# "Link-Local"



## RonH (Jul 25, 2007)

I have Whole Home system but it setup via Hard Wired Cable. I my older HR20-100 receiver in my Bedroom can see my HR21-700 in my Living Room but the HR21-700 can not see the HR20-100. My HR21-700 is connected to the Internet and it has the Correct Ip address,Subnet Mash and Default gateway but there is a setting at the bottom of setup screen called Link-Local and it has an address of 169.254.108.207 and it should be 192.xxx.x.xxx I believe so it matches my Network. How can I change that? I had never seen this number Link-Local before and my HR20-100 does not even have this setting even listed. Any ideas?

Thanks
Ron


----------



## dennisj00 (Sep 27, 2007)

This is Automatic Private IP Address (APIPA) that every device has and can use until it gets an address from a DHCP server or a fixed address assigned. It basically says your device can't communicate with a DHCP server. Check the network connection.

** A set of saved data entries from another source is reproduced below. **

//! Pipeline resolution.
//!
//! An identifier is tried against an ordered list of candidates and the first
//! one that yields a pipeline wins:
//!
//! 1. the published package `genapi-<identifier>` in the [`PipelineRegistry`];
//! 2. `<identifier>` as a file-system path to a pipeline manifest, taken as is
//!    when absolute and joined onto the resolver's working directory otherwise.
//!
//! Resolved pipelines are cached per identifier for the lifetime of the
//! resolver, so resolving the same identifier twice hands back the same
//! factory. Not-found results are not cached.

use serde::Deserialize;
use serde_json::Value;
use std::collections::HashMap;
use std::fmt;
use std::fs;
use std::io::ErrorKind;
use std::path::{Path, PathBuf};
use std::sync::{Arc, PoisonError, RwLock};
use tracing::debug;

use crate::contract::{PipelineFactory, Stage, StagePipeline};
use crate::error::{Error, Result};
use crate::registry::{PipelineRegistry, package_name};

/// File names probed when a path candidate is a directory.
pub const MANIFEST_FILE_NAMES: &[&str] = &["pipeline.toml", "pipeline.json", "pipeline.yaml"];

/// One place a pipeline may be found.
#[derive(Debug, Clone, PartialEq, Eq)]
pub enum Candidate {
    /// A published package name.
    Package(String),
    /// A manifest file or a directory containing one.
    Path(PathBuf),
}

impl fmt::Display for Candidate {
    fn fmt(&self, f: &mut fmt::Formatter<'_>) -> fmt::Result {
        match self {
            Self::Package(name) => write!(f, "package {name}"),
            Self::Path(path) => write!(f, "path {}", path.display()),
        }
    }
}

/// Locates and loads pipelines by identifier.
#[derive(Debug)]
pub struct Resolver {
    registry: Arc<PipelineRegistry>,
    cwd: PathBuf,
    cache: RwLock<HashMap<String, Arc<dyn PipelineFactory>>>,
}

impl Resolver {
    /// A resolver rooted at the process working directory.
    pub fn new(registry: Arc<PipelineRegistry>) -> Self {
        Self {
            registry,
            cwd: std::env::current_dir().unwrap_or_default(),
            cache: RwLock::new(HashMap::new()),
        }
    }

    /// Resolves relative path candidates against `cwd` instead.
    pub fn with_cwd(mut self, cwd: impl Into<PathBuf>) -> Self {
        self.cwd = cwd.into();
        self
    }

    /// The registry consulted for package candidates.
    pub fn registry(&self) -> &PipelineRegistry {
        &self.registry
    }

    /// Candidates for `identifier`, in the order they are tried.
    pub fn candidates(&self, identifier: &str) -> Vec<Candidate> {
        if identifier.trim().is_empty() {
            return Vec::new();
        }
        vec![
            Candidate::Package(package_name(identifier)),
            Candidate::Path(self.cwd.join(identifier)),
        ]
    }

    /// Returns the pipeline for `identifier`, `None` when no candidate provides
    /// one, or an error when a candidate exists but is malformed.
    pub fn resolve(&self, identifier: &str) -> Result<Option<Arc<dyn PipelineFactory>>> {
        let cached = self
            .cache
            .read()
            .unwrap_or_else(PoisonError::into_inner)
            .get(identifier)
            .cloned();
        if cached.is_some() {
            return Ok(cached);
        }

        for candidate in self.candidates(identifier) {
            debug!(identifier, %candidate, "Trying pipeline candidate.");
            let Some(factory) = self.load(&candidate)? else {
                continue;
            };
            debug!(identifier, %candidate, pipeline = factory.name(), "Resolved pipeline.");

            let mut cache = self.cache.write().unwrap_or_else(PoisonError::into_inner);
            let cached = cache.entry(identifier.to_string()).or_insert(factory);
            return Ok(Some(Arc::clone(cached)));
        }

        debug!(identifier, "No candidate provided a pipeline.");
        Ok(None)
    }

    /// Like [`resolve`](Self::resolve), with absence turned into
    /// [`Error::PipelineNotFound`].
    pub fn require(&self, identifier: &str) -> Result<Arc<dyn PipelineFactory>> {
        self.resolve(identifier)?
            .ok_or_else(|| Error::PipelineNotFound(identifier.to_string()))
    }

    fn load(&self, candidate: &Candidate) -> Result<Option<Arc<dyn PipelineFactory>>> {
        match candidate {
            Candidate::Package(name) => Ok(self.registry.pipeline(name)),
            Candidate::Path(path) => {
                let Some(manifest_path) = locate_manifest(path) else {
                    return Ok(None);
                };
                let factory = self.load_manifest(&manifest_path)?;
                Ok(factory.map(|f| -> Arc<dyn PipelineFactory> { Arc::new(f) }))
            }
        }
    }

    fn load_manifest(&self, path: &Path) -> Result<Option<StagePipeline>> {
        let contents = match fs::read_to_string(path) {
            Ok(contents) => contents,
            Err(err) if err.kind() == ErrorKind::NotFound => return Ok(None),
            Err(err) => return Err(malformed(path, format!("unreadable: {err}"))),
        };

        let manifest = Manifest::parse(&contents, path)?;
        let name = manifest.name.clone().unwrap_or_else(|| {
            path.file_stem()
                .and_then(|stem| stem.to_str())
                .unwrap_or("pipeline")
                .to_string()
        });

        let selections = manifest.selections();
        if selections.iter().all(|(_, selected)| selected.is_none()) {
            return Err(malformed(path, "manifest selects no stages".into()));
        }

        let mut pipeline = StagePipeline::new(name);
        for (stage, selected) in selections {
            let Some(selected) = selected else { continue };
            let handler = self.registry.stage(stage, selected).ok_or_else(|| {
                let known = self.registry.stage_names(stage).join(", ");
                malformed(
                    path,
                    format!("unknown {stage} stage `{selected}` (known: {known})"),
                )
            })?;
            pipeline = pipeline
                .with_stage(stage, handler.clone())
                .map_err(|err| malformed(path, err.to_string()))?;
        }

        debug!(
            path = %path.display(),
            pipeline = pipeline.name(),
            stages = ?pipeline.provided_stages(),
            "Loaded pipeline manifest."
        );
        Ok(Some(pipeline))
    }
}

fn malformed(path: &Path, reason: String) -> Error {
    Error::MalformedPipeline {
        path: path.to_path_buf(),
        reason,
    }
}

fn locate_manifest(path: &Path) -> Option<PathBuf> {
    if path.is_dir() {
        return MANIFEST_FILE_NAMES
            .iter()
            .map(|name| path.join(name))
            .find(|candidate| candidate.is_file());
    }
    path.is_file().then(|| path.to_path_buf())
}

/// Stage selections read from a manifest file.
#[derive(Debug, Default, Deserialize)]
#[serde(deny_unknown_fields)]
struct Manifest {
    name: Option<String>,
    #[serde(alias = "readConfig")]
    read_config: Option<String>,
    original: Option<String>,
    parser: Option<String>,
    compiler: Option<String>,
    generate: Option<String>,
    dest: Option<String>,
}

impl Manifest {
    /// Parses a manifest; a `default` table takes precedence over the top level.
    fn parse(contents: &str, path: &Path) -> Result<Self> {
        let extension = path
            .extension()
            .and_then(|ext| ext.to_str())
            .unwrap_or_default()
            .to_ascii_lowercase();

        let value: Value = match extension.as_str() {
            "toml" => toml::from_str(contents).map_err(|err| malformed(path, err.to_string()))?,
            "json" => {
                serde_json::from_str(contents).map_err(|err| malformed(path, err.to_string()))?
            }
            "yaml" | "yml" => {
                serde_yaml::from_str(contents).map_err(|err| malformed(path, err.to_string()))?
            }
            other => {
                return Err(malformed(
                    path,
                    format!("unsupported manifest format `{other}`"),
                ));
            }
        };

        let body = match value {
            Value::Object(mut map) => match map.remove("default") {
                Some(default @ Value::Object(_)) => default,
                Some(_) | None => Value::Object(map),
            },
            _ => return Err(malformed(path, "manifest is not a table".into())),
        };

        serde_json::from_value(body).map_err(|err| malformed(path, err.to_string()))
    }

    fn selections(&self) -> [(Stage, Option<&str>); 6] {
        [
            (Stage::ReadConfig, self.read_config.as_deref()),
            (Stage::Original, self.original.as_deref()),
            (Stage::Parser, self.parser.as_deref()),
            (Stage::Compiler, self.compiler.as_deref()),
            (Stage::Generate, self.generate.as_deref()),
            (Stage::Dest, self.dest.as_deref()),
        ]
    }
}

If you disconnect the Ethernet from the HR20 and reset network defaults, you'll see it there too.

Edit: When I say it can use this address, it's only in limited circumstances. You want it to get an address from your router (or assign one).


----------



## RonH (Jul 25, 2007)

dennisj00 said:


> This is Automatic Private IP Address (APIPA) that every device has and can use until it gets an address from a DHCP server or a fixed address assigned. It basically says your device can't communicate with a DHCP server. Check the network connection.
> 
> If you disconnect the Ethernet from the HR20 and reset network defaults, you'll see it there too.
> 
> Edit: When I say it can use this address, it's only in limited circumstances. You want it to get an address from your router (or assign one).


Thanks for reply. I reset the Bedroom receiver and now it seen on Living room receiver. So I guess the problem was with HR20-100 not the HR21-700.


----------